Uses topological data analysis to tell how different one frame of a video is from the next.

Primary LanguageHaskell

video-frame-analyzer

This was an experiment to see whether or not topological data analysis is a suitable tool for detecting differences in consecutive frames of a video.

It uses the ffmpeg tool to convert webms to a collection of pngs. It then uses the Linux command convert to downsize each frame, and the Haskell library stb-image-redux to load the images. The images are analyzed as point clouds in 5 dimensional space, where each pixel is a point corresponding to its xy coordinates and rgb values. Using the authors Persistence library, these point clouds are converted into filtrations in parallel, and the persistent homology of each filtration is computed in parallel. Finally, the bottleneck distance between the persistence diagrams of consecutive frames is measured - this is meant to be a measure of how qualitatively "different" one frame is from the next.

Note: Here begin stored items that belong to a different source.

//! Network calls as values.
//!
//! Workflows never block on the server. They hand back an [`ApiRequest`],
//! an [`Executor`] runs it, and the resulting [`ApiOutcome`] is fed into
//! `Controller::apply`. The event loop uses the threaded [`Worker`]; tests
//! and batch callers use [`Inline`].
//!
use std::collections::VecDeque;
use std::sync::mpsc::{self, Receiver, Sender, TryRecvError};

use crate::api::{ApiClient, Book, BookDraft, Health};
use crate::error::ApiError;

#[derive(Clone, Debug, PartialEq, Eq)]
pub enum ApiTask {
    ListBooks,
    CreateBook(BookDraft),
    UpdateBook { id: String, draft: BookDraft },
    DeleteBook { id: String },
    Login { username: String, password: String },
    Logout,
    Health,
}

impl ApiTask {
    /// Short label for logs; never includes credentials.
    pub fn name(&self) -> &'static str {
        match self {
            ApiTask::ListBooks => "list_books",
            ApiTask::CreateBook(_) => "create_book",
            ApiTask::UpdateBook { .. } => "update_book",
            ApiTask::DeleteBook { .. } => "delete_book",
            ApiTask::Login { .. } => "login",
            ApiTask::Logout => "logout",
            ApiTask::Health => "health",
        }
    }
}

/// A task plus the bearer token captured when it was issued.
#[derive(Clone, Debug, PartialEq, Eq)]
pub struct ApiRequest {
    pub token: Option<String>,
    pub task: ApiTask,
}

impl ApiRequest {
    pub fn new(token: Option<&str>, task: ApiTask) -> Self {
        Self {
            token: token.map(str::to_string),
            task,
        }
    }
}

#[derive(Clone, Debug, PartialEq, Eq)]
pub enum ApiOutcome {
    Listed(Result<Vec<Book>, ApiError>),
    Created(Result<Option<Book>, ApiError>),
    Updated(Result<(), ApiError>),
    Deleted(Result<(), ApiError>),
    LoggedIn(Result<String, ApiError>),
    LoggedOut(Result<(), ApiError>),
    Health(Result<Health, ApiError>),
}

/// Perform one request against `api`.
pub fn run_task(api: &dyn ApiClient, req: &ApiRequest) -> ApiOutcome {
    let token = req.token.as_deref();
    match &req.task {
        ApiTask::ListBooks => ApiOutcome::Listed(api.list_books(token)),
        ApiTask::CreateBook(draft) => ApiOutcome::Created(api.create_book(token, draft)),
        ApiTask::UpdateBook { id, draft } => ApiOutcome::Updated(api.update_book(token, id, draft)),
        ApiTask::DeleteBook { id } => ApiOutcome::Deleted(api.delete_book(token, id)),
        ApiTask::Login { username, password } => ApiOutcome::LoggedIn(api.login(username, password)),
        ApiTask::Logout => match token {
            Some(t) => ApiOutcome::LoggedOut(api.logout(t)),
            None => ApiOutcome::LoggedOut(Ok(())),
        },
        ApiTask::Health => ApiOutcome::Health(api.health()),
    }
}

/// Runs requests and hands back their outcomes.
pub trait Executor {
    fn submit(&mut self, req: ApiRequest);
    /// Next finished outcome, if any, without blocking.
    fn poll(&mut self) -> Option<ApiOutcome>;
}

/// Executes each request immediately on the calling thread.
pub struct Inline<A: ApiClient> {
    pub api: A,
    done: VecDeque<ApiOutcome>,
}

impl<A: ApiClient> Inline<A> {
    pub fn new(api: A) -> Self {
        Self {
            api,
            done: VecDeque::new(),
        }
    }
}

impl<A: ApiClient> Executor for Inline<A> {
    fn submit(&mut self, req: ApiRequest) {
        let outcome = run_task(&self.api, &req);
        self.done.push_back(outcome);
    }

    fn poll(&mut self) -> Option<ApiOutcome> {
        self.done.pop_front()
    }
}

/// Background thread owning the API client; requests run in FIFO order.
///
/// Dropping the worker closes the request channel. A request already in
/// flight still runs to completion on the detached thread.
pub struct Worker {
    tx: Option<Sender<ApiRequest>>,
    rx: Receiver<ApiOutcome>,
}

impl Worker {
    pub fn spawn<A>(api: A) -> Self
    where
        A: ApiClient + Send + 'static,
    {
        let (req_tx, req_rx) = mpsc::channel::<ApiRequest>();
        let (out_tx, out_rx) = mpsc::channel::<ApiOutcome>();
        let spawned = std::thread::Builder::new()
            .name("api-worker".into())
            .spawn(move || {
                for req in req_rx {
                    let outcome = run_task(&api, &req);
                    if out_tx.send(outcome).is_err() {
                        break;
                    }
                }
                tracing::debug!("api worker stopped");
            });
        let tx = match spawned {
            Ok(_) => Some(req_tx),
            Err(e) => {
                tracing::error!(error = %e, "failed to spawn api worker thread");
                None
            }
        };
        Self { tx, rx: out_rx }
    }
}

impl Executor for Worker {
    fn submit(&mut self, req: ApiRequest) {
        tracing::debug!(task = req.task.name(), "dispatch");
        let sent = self.tx.as_ref().map(|tx| tx.send(req).is_ok()).unwrap_or(false);
        if !sent {
            tracing::warn!("api worker is gone; request dropped");
        }
    }

    fn poll(&mut self) -> Option<ApiOutcome> {
        match self.rx.try_recv() {
            Ok(outcome) => Some(outcome),
            Err(TryRecvError::Empty) | Err(TryRecvError::Disconnected) => None,
        }
    }
}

On an 8-core Intel i7-6700HQ CPU running at 2.6 GHz, the frames had to be downsized to 48x32 pixels in order to be processed in any reasonable amount of time. In addition, the scales for computing persistent homology had to be kept below 0.2 (all coordinates were normalized to lie between 0 and 1).

The difference between consecutive scales was kept minimal as a means to maximize bottleneck distance. Despite this, the distances were alway measured to be zero. Perhaps this is because too much detail was lost once the frames were downsized.

If this is the case, perhaps someone with higher-end hardware would like to pick up this project.

by the way

There is a paper about optimizing persistent homology calculation for cubical complexes, i.e. pixel/voxel based data: https://eurocg11.inf.ethz.ch/abstracts/22.pdf. If you are interested in the idea of this repo and would like to see it come to fruition, you will almost certainly have to use this optimization in place of the ordinary persistence algorithm. Unfortunately, I do not have time to try this myself because this project doesn't pertain to my research or coursework at all.